The semiconductor device 5 of the present embodiment includes a semiconductor module 1, a wiring board 61, and a joining member for fixing the semiconductor module 1 on the wiring board 61. Therefore, the semiconductor device 5 can be applied to the vertical semiconductor element (23), and when the semiconductor module 1 is mounted on the wiring board 61 by using the bonding member, the electricity between the semiconductor element 23 and the heat radiating member 40 Insulation can be ensured.

Embodiment 2.
The semiconductor module 1b according to the second embodiment will be described with reference to FIGS. 4 to 6. The semiconductor module 1b of the present embodiment basically has the same configuration as the semiconductor module 1 of the first embodiment, but differs mainly in the following points.

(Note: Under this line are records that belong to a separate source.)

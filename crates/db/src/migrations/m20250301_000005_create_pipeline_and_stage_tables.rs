//! Create pipeline and stage tables migration.

use sea_orm_migration::prelude::*;

#[derive(DeriveMigrationName)]
pub struct Migration;

#[async_trait::async_trait]
impl MigrationTrait for Migration {
    async fn up(&self, manager: &SchemaManager) -> Result<(), DbErr> {
        manager
            .create_table(
                Table::create()
                    .table(Pipeline::Table)
                    .if_not_exists()
                    .col(ColumnDef::new(Pipeline::Id).string_len(32).not_null().primary_key())
                    .col(ColumnDef::new(Pipeline::TenantId).string_len(32).not_null())
                    .col(ColumnDef::new(Pipeline::Name).string_len(128).not_null())
                    .col(ColumnDef::new(Pipeline::IsDefault).boolean().not_null().default(false))
                    .col(
                        ColumnDef::new(Pipeline::CreatedAt)
                            .timestamp_with_time_zone()
                            .not_null()
                            .default(Expr::current_timestamp()),
                    )
                    .to_owned(),
            )
            .await?;

        manager
            .create_index(
                Index::create()
                    .name("idx_pipeline_tenant")
                    .table(Pipeline::Table)
                    .col(Pipeline::TenantId)
                    .to_owned(),
            )
            .await?;

        manager
            .create_table(
                Table::create()
                    .table(Stage::Table)
                    .if_not_exists()
                    .col(ColumnDef::new(Stage::Id).string_len(32).not_null().primary_key())
                    .col(ColumnDef::new(Stage::PipelineId).string_len(32).not_null())
                    .col(ColumnDef::new(Stage::Name).string_len(128).not_null())
                    .col(ColumnDef::new(Stage::Position).integer().not_null())
                    .col(
                        ColumnDef::new(Stage::CreatedAt)
                            .timestamp_with_time_zone()
                            .not_null()
                            .default(Expr::current_timestamp()),
                    )
                    .foreign_key(
                        ForeignKey::create()
                            .name("fk_stage_pipeline")
                            .from(Stage::Table, Stage::PipelineId)
                            .to(Pipeline::Table, Pipeline::Id)
                            .on_delete(ForeignKeyAction::Cascade),
                    )
                    .to_owned(),
            )
            .await?;

        // Unique: one position per pipeline
        manager
            .create_index(
                Index::create()
                    .name("idx_stage_pipeline_position")
                    .table(Stage::Table)
                    .col(Stage::PipelineId)
                    .col(Stage::Position)
                    .unique()
                    .to_owned(),
            )
            .await?;

        Ok(())
    }

    async fn down(&self, manager: &SchemaManager) -> Result<(), DbErr> {
        manager
            .drop_table(Table::drop().table(Stage::Table).to_owned())
            .await?;
        manager
            .drop_table(Table::drop().table(Pipeline::Table).to_owned())
            .await
    }
}

#[derive(DeriveIden)]
enum Pipeline {
    Table,
    Id,
    TenantId,
    Name,
    IsDefault,
    CreatedAt,
}

#[derive(DeriveIden)]
enum Stage {
    Table,
    Id,
    PipelineId,
    Name,
    Position,
    CreatedAt,
}
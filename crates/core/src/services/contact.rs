//! Contact service.

use crm_common::{AppError, AppResult, IdGenerator};
use crm_db::entities::contact;
use crm_db::query::FilterRequest;
use crm_db::repositories::{ClientRepository, ContactChanges, ContactRepository, NewContact};
use serde::Deserialize;
use validator::Validate;

/// Input for creating a contact.
#[derive(Debug, Deserialize, Validate)]
pub struct CreateContactInput {
    pub client_id: String,

    #[validate(length(min = 1, max = 128))]
    pub first_name: String,

    #[validate(length(min = 1, max = 128))]
    pub last_name: String,

    #[validate(email)]
    pub email: Option<String>,

    #[validate(length(max = 32))]
    pub phone: Option<String>,

    #[validate(length(max = 128))]
    pub position: Option<String>,

    pub location_id: Option<String>,
}

/// Input for updating a contact.
#[derive(Debug, Default, Deserialize, Validate)]
pub struct UpdateContactInput {
    #[validate(length(min = 1, max = 128))]
    pub first_name: Option<String>,

    #[validate(length(min = 1, max = 128))]
    pub last_name: Option<String>,

    pub email: Option<Option<String>>,
    pub phone: Option<Option<String>>,
    pub position: Option<Option<String>>,
    pub location_id: Option<Option<String>>,
}

/// Service for contacts.
#[derive(Clone)]
pub struct ContactService {
    contact_repo: ContactRepository,
    client_repo: ClientRepository,
    id_gen: IdGenerator,
}

impl ContactService {
    /// Create a new contact service.
    #[must_use]
    pub fn new(contact_repo: ContactRepository, client_repo: ClientRepository) -> Self {
        Self {
            contact_repo,
            client_repo,
            id_gen: IdGenerator::new(),
        }
    }

    /// List contacts of a tenant with filters and pagination.
    pub async fn list(
        &self,
        tenant_id: &str,
        request: &FilterRequest,
        limit: u64,
        offset: u64,
    ) -> AppResult<(Vec<contact::Model>, u64)> {
        self.contact_repo
            .list(tenant_id, request, limit, offset)
            .await
    }

    /// Get a contact by ID.
    pub async fn get(&self, tenant_id: &str, id: &str) -> AppResult<Option<contact::Model>> {
        self.contact_repo.find_by_id(tenant_id, id).await
    }

    /// All contacts of one client.
    pub async fn list_by_client(
        &self,
        tenant_id: &str,
        client_id: &str,
    ) -> AppResult<Vec<contact::Model>> {
        self.contact_repo.list_by_client(tenant_id, client_id).await
    }

    /// Create a contact attached to an existing client.
    pub async fn create(
        &self,
        tenant_id: &str,
        input: CreateContactInput,
    ) -> AppResult<contact::Model> {
        input.validate()?;

        if self
            .client_repo
            .find_by_id(tenant_id, &input.client_id)
            .await?
            .is_none()
        {
            return Err(AppError::BadRequest(format!(
                "Unknown client: {}",
                input.client_id
            )));
        }

        let model = self
            .contact_repo
            .create(NewContact {
                id: self.id_gen.generate(),
                tenant_id: tenant_id.to_string(),
                client_id: input.client_id,
                first_name: input.first_name,
                last_name: input.last_name,
                email: input.email,
                phone: input.phone,
                position: input.position,
                location_id: input.location_id,
            })
            .await?;

        tracing::info!(contact_id = %model.id, tenant_id = tenant_id, "Contact created");
        Ok(model)
    }

    /// Update a contact.
    pub async fn update(
        &self,
        tenant_id: &str,
        id: &str,
        input: UpdateContactInput,
    ) -> AppResult<contact::Model> {
        input.validate()?;

        let model = self
            .contact_repo
            .find_by_id(tenant_id, id)
            .await?
            .ok_or_else(|| AppError::NotFound(format!("Contact not found: {id}")))?;

        self.contact_repo
            .update(
                model,
                ContactChanges {
                    first_name: input.first_name,
                    last_name: input.last_name,
                    email: input.email,
                    phone: input.phone,
                    position: input.position,
                    location_id: input.location_id,
                },
            )
            .await
    }

    /// Delete a contact.
    pub async fn delete(&self, tenant_id: &str, id: &str) -> AppResult<()> {
        let model = self
            .contact_repo
            .find_by_id(tenant_id, id)
            .await?
            .ok_or_else(|| AppError::NotFound(format!("Contact not found: {id}")))?;

        self.contact_repo.delete(model).await?;
        tracing::info!(contact_id = id, "Contact deleted");
        Ok(())
    }
}

#[cfg(test)]
mod tests {
    use super::*;
    use crm_db::entities::client;
    use sea_orm::{DatabaseBackend, MockDatabase};
    use std::sync::Arc;

    #[tokio::test]
    async fn test_create_rejects_unknown_client() {
        let db = Arc::new(
            MockDatabase::new(DatabaseBackend::Postgres)
                .append_query_results([Vec::<client::Model>::new()])
                .into_connection(),
        );
        let service = ContactService::new(
            ContactRepository::new(db.clone()),
            ClientRepository::new(db),
        );

        let input = CreateContactInput {
            client_id: "missing".to_string(),
            first_name: "Nour".to_string(),
            last_name: "Hassan".to_string(),
            email: None,
            phone: None,
            position: None,
            location_id: None,
        };
        let result = service.create("t1", input).await;
        assert!(matches!(result, Err(AppError::BadRequest(_))));
    }
}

In the semiconductor module 1b of the present embodiment, the heat radiating member 40 includes one or more convex portions 42 on the heat radiating surface 41. Each of the one or more convex portions 42 may be a columnar convex portion 42 as shown in FIG. 5, or may be a plate-shaped convex portion 42 as shown in FIG. The one or more convex portions 42 may be uniformly distributed in the heat radiating surface 41, or may be unevenly distributed in the heat radiating surface 41. When the heat generation amount of the semiconductor element 23 is larger than the heat generation amount of the integrated circuit 30, the first region of the heat dissipation surface 41 corresponding to the semiconductor element 23 is set rather than the second region of the heat dissipation surface 41 corresponding to the integrated circuit 30. More than one convex portion 42 may be arranged.

The semiconductor device of the present embodiment has the same configuration as the semiconductor device 5 of the first embodiment, except that the semiconductor module 1b of the present embodiment is provided instead of the semiconductor module 1 of the first embodiment. ..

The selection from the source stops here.